▶ **Exercise aim**
If a line in the records below holds the string "scanned", count it, and state only the final count.

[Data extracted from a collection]
=== Section Start ===

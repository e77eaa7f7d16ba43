//! Command-line entry point for mutethread.
//!
//! # Responsibility
//! - Map command-line arguments onto core configuration.
//! - Open the store in the mode each command needs and run it.
//! - Print thread views and run summaries; diagnostics go to the log.

use anyhow::{anyhow, Context, Result};
use clap::{Args, Parser, Subcommand};
use log::info;
use mutethread_core::{
    default_log_level, import_paths, init_logging_with, open_db, open_store, render_thread,
    AddressMatch, LogConfig, MessageId, MessageStore, MuteConfig, MuteService, MuteTags,
    OpenMode, SqliteMessageStore,
};
use std::path::{Path, PathBuf};
use std::process::ExitCode;

#[derive(Debug, Parser)]
#[command(
    name = "mutethread",
    version = mutethread_core::core_version(),
    about = "Propagate a mute tag down email threads until someone addresses you again"
)]
struct Cli {
    /// Log level: trace, debug, info, warn or error.
    #[arg(long, global = true)]
    log_level: Option<String>,

    /// Directory for rotated log files. Logging is off when omitted.
    #[arg(long, global = true)]
    log_dir: Option<PathBuf>,

    #[command(subcommand)]
    command: Command,
}

#[derive(Debug, Subcommand)]
enum Command {
    /// Apply the muted tag to every thread carrying the mute command tag.
    Mute(MuteArgs),
    /// Import message files or maildir trees into the database.
    Import(ImportArgs),
    /// Add tags to every message matching a query.
    Tag(TagArgs),
    /// Print matching threads with mute and addressing markers.
    Show(ShowArgs),
}

#[derive(Debug, Args)]
struct TagNames {
    /// Tag applied by hand to request muting.
    #[arg(long, default_value = mutethread_core::model::mute::DEFAULT_COMMAND_TAG)]
    command_tag: String,

    /// Tag this tool applies to muted messages.
    #[arg(long, default_value = mutethread_core::model::mute::DEFAULT_MUTED_TAG)]
    muted_tag: String,

    /// Internal marker for messages already handled.
    #[arg(long, default_value = mutethread_core::model::mute::DEFAULT_PROCESSED_TAG)]
    processed_tag: String,
}

impl TagNames {
    fn to_tags(&self) -> MuteTags {
        MuteTags {
            command: self.command_tag.clone(),
            muted: self.muted_tag.clone(),
            processed: self.processed_tag.clone(),
        }
    }
}

#[derive(Debug, Args)]
struct MuteArgs {
    /// The email address to check for in To/Cc.
    #[arg(long)]
    email: String,

    /// Path to the message database.
    #[arg(long)]
    db_path: PathBuf,

    /// Print each selected thread before and after muting.
    #[arg(long, default_value_t = false)]
    verbose: bool,

    /// Extra query terms; only threads also matching them are modified.
    #[arg(long, default_value = "")]
    query_extra: String,

    /// How the address is matched: exact, case-insensitive or normalized.
    #[arg(long, default_value_t = AddressMatch::CaseInsensitive)]
    address_match: AddressMatch,

    /// Print the run summary as JSON.
    #[arg(long, default_value_t = false)]
    json: bool,

    #[command(flatten)]
    tags: TagNames,
}

#[derive(Debug, Args)]
struct ImportArgs {
    /// Path to the message database (created when missing).
    #[arg(long)]
    db_path: PathBuf,

    /// Tag to add to every newly imported message. Repeatable.
    #[arg(long = "tag")]
    tags: Vec<String>,

    /// Print the import summary as JSON.
    #[arg(long, default_value_t = false)]
    json: bool,

    /// Message files or directories to import.
    #[arg(required = true)]
    paths: Vec<PathBuf>,
}

#[derive(Debug, Args)]
struct TagArgs {
    /// Path to the message database.
    #[arg(long)]
    db_path: PathBuf,

    /// Query selecting the messages to tag.
    #[arg(long)]
    query: String,

    /// Tag to add. Repeatable.
    #[arg(long = "add", required = true)]
    add: Vec<String>,
}

#[derive(Debug, Args)]
struct ShowArgs {
    /// Path to the message database.
    #[arg(long)]
    db_path: PathBuf,

    /// Address used for the To/Cc markers.
    #[arg(long, default_value = "")]
    email: String,

    /// Query selecting the threads to print.
    #[arg(long, default_value = "*")]
    query: String,

    #[arg(long, default_value_t = AddressMatch::CaseInsensitive)]
    address_match: AddressMatch,

    #[command(flatten)]
    tags: TagNames,
}

fn main() -> ExitCode {
    let cli = Cli::parse();
    match run(cli) {
        Ok(()) => ExitCode::SUCCESS,
        Err(err) => {
            eprintln!("error: {err:#}");
            ExitCode::FAILURE
        }
    }
}

fn run(cli: Cli) -> Result<()> {
    if let Some(log_dir) = cli.log_dir.as_deref() {
        let level = cli
            .log_level
            .clone()
            .unwrap_or_else(|| default_log_level().to_string());
        setup_logging(&level, log_dir)?;
    }

    match cli.command {
        Command::Mute(args) => run_mute(args),
        Command::Import(args) => run_import(args),
        Command::Tag(args) => run_tag(args),
        Command::Show(args) => run_show(args),
    }
}

fn setup_logging(level: &str, log_dir: &Path) -> Result<()> {
    let absolute = if log_dir.is_absolute() {
        log_dir.to_path_buf()
    } else {
        std::env::current_dir()
            .context("cannot resolve current directory for --log-dir")?
            .join(log_dir)
    };
    let log_dir = absolute
        .to_str()
        .ok_or_else(|| anyhow!("--log-dir must be valid UTF-8"))?;
    let mut config = LogConfig::new(level, log_dir);
    config.echo_stderr = true;
    init_logging_with(&config).map_err(|err| anyhow!(err))
}

fn run_mute(args: MuteArgs) -> Result<()> {
    let conn = open_store(&args.db_path, OpenMode::ReadWrite)?;
    let store = SqliteMessageStore::try_new(&conn)?;
    let config = MuteConfig {
        target_address: args.email.clone(),
        address_match: args.address_match,
        tags: args.tags.to_tags(),
    };
    let service = MuteService::new(store, config);

    if args.verbose {
        for root in service.select_candidate_roots(&args.query_extra)? {
            print_thread(&service, root)?;
            println!();
        }
        println!("muting...");
    }

    let report = service.run(&args.query_extra)?;

    if args.verbose {
        for root in &report.roots {
            print_thread(&service, *root)?;
            println!();
        }
    }

    if args.json {
        println!("{}", serde_json::to_string_pretty(&report)?);
    } else {
        println!(
            "threads={} visited={} muted={} muted_added={} processed_added={}",
            report.roots.len(),
            report.totals.visited,
            report.totals.muted,
            report.totals.muted_added,
            report.totals.processed_added
        );
    }
    Ok(())
}

fn run_import(args: ImportArgs) -> Result<()> {
    let conn = open_db(&args.db_path, OpenMode::Create)
        .with_context(|| format!("cannot open database `{}`", args.db_path.display()))?;
    let store = SqliteMessageStore::try_new(&conn)?;
    let report = import_paths(&store, &args.paths, &args.tags)?;

    if args.json {
        println!("{}", serde_json::to_string_pretty(&report)?);
    } else {
        for skipped in &report.skipped {
            eprintln!("skipped {}: {}", skipped.path.display(), skipped.reason);
        }
        println!(
            "scanned={} imported={} duplicates={} skipped={}",
            report.scanned,
            report.imported,
            report.duplicates,
            report.skipped.len()
        );
    }
    Ok(())
}

fn run_tag(args: TagArgs) -> Result<()> {
    let conn = open_db(&args.db_path, OpenMode::ReadWrite)
        .with_context(|| format!("cannot open database `{}`", args.db_path.display()))?;
    let store = SqliteMessageStore::try_new(&conn)?;
    let matches = store.search_messages(store.query(&args.query)?)?;
    for id in &matches {
        for tag in &args.add {
            store.add_tag(*id, tag)?;
        }
    }
    info!(
        "event=tag_apply module=cli status=ok messages={} tags={}",
        matches.len(),
        args.add.len()
    );
    println!("tagged={}", matches.len());
    Ok(())
}

fn run_show(args: ShowArgs) -> Result<()> {
    let conn = open_db(&args.db_path, OpenMode::ReadOnly)
        .with_context(|| format!("cannot open database `{}`", args.db_path.display()))?;
    let store = SqliteMessageStore::try_new(&conn)?;
    let roots = store.search_roots(store.query(&args.query)?)?;
    let config = MuteConfig {
        target_address: args.email,
        address_match: args.address_match,
        tags: args.tags.to_tags(),
    };
    let service = MuteService::new(store, config);
    for root in roots {
        print_thread(&service, root)?;
        println!();
    }
    Ok(())
}

fn print_thread<S: MessageStore>(service: &MuteService<S>, root: MessageId) -> Result<()> {
    let lines = render_thread(service.store(), service.matcher(), service.tags(), root)?;
    for line in lines {
        println!("{line}");
    }
    Ok(())
}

=== Section End ===

▶ **Exercise solution**
2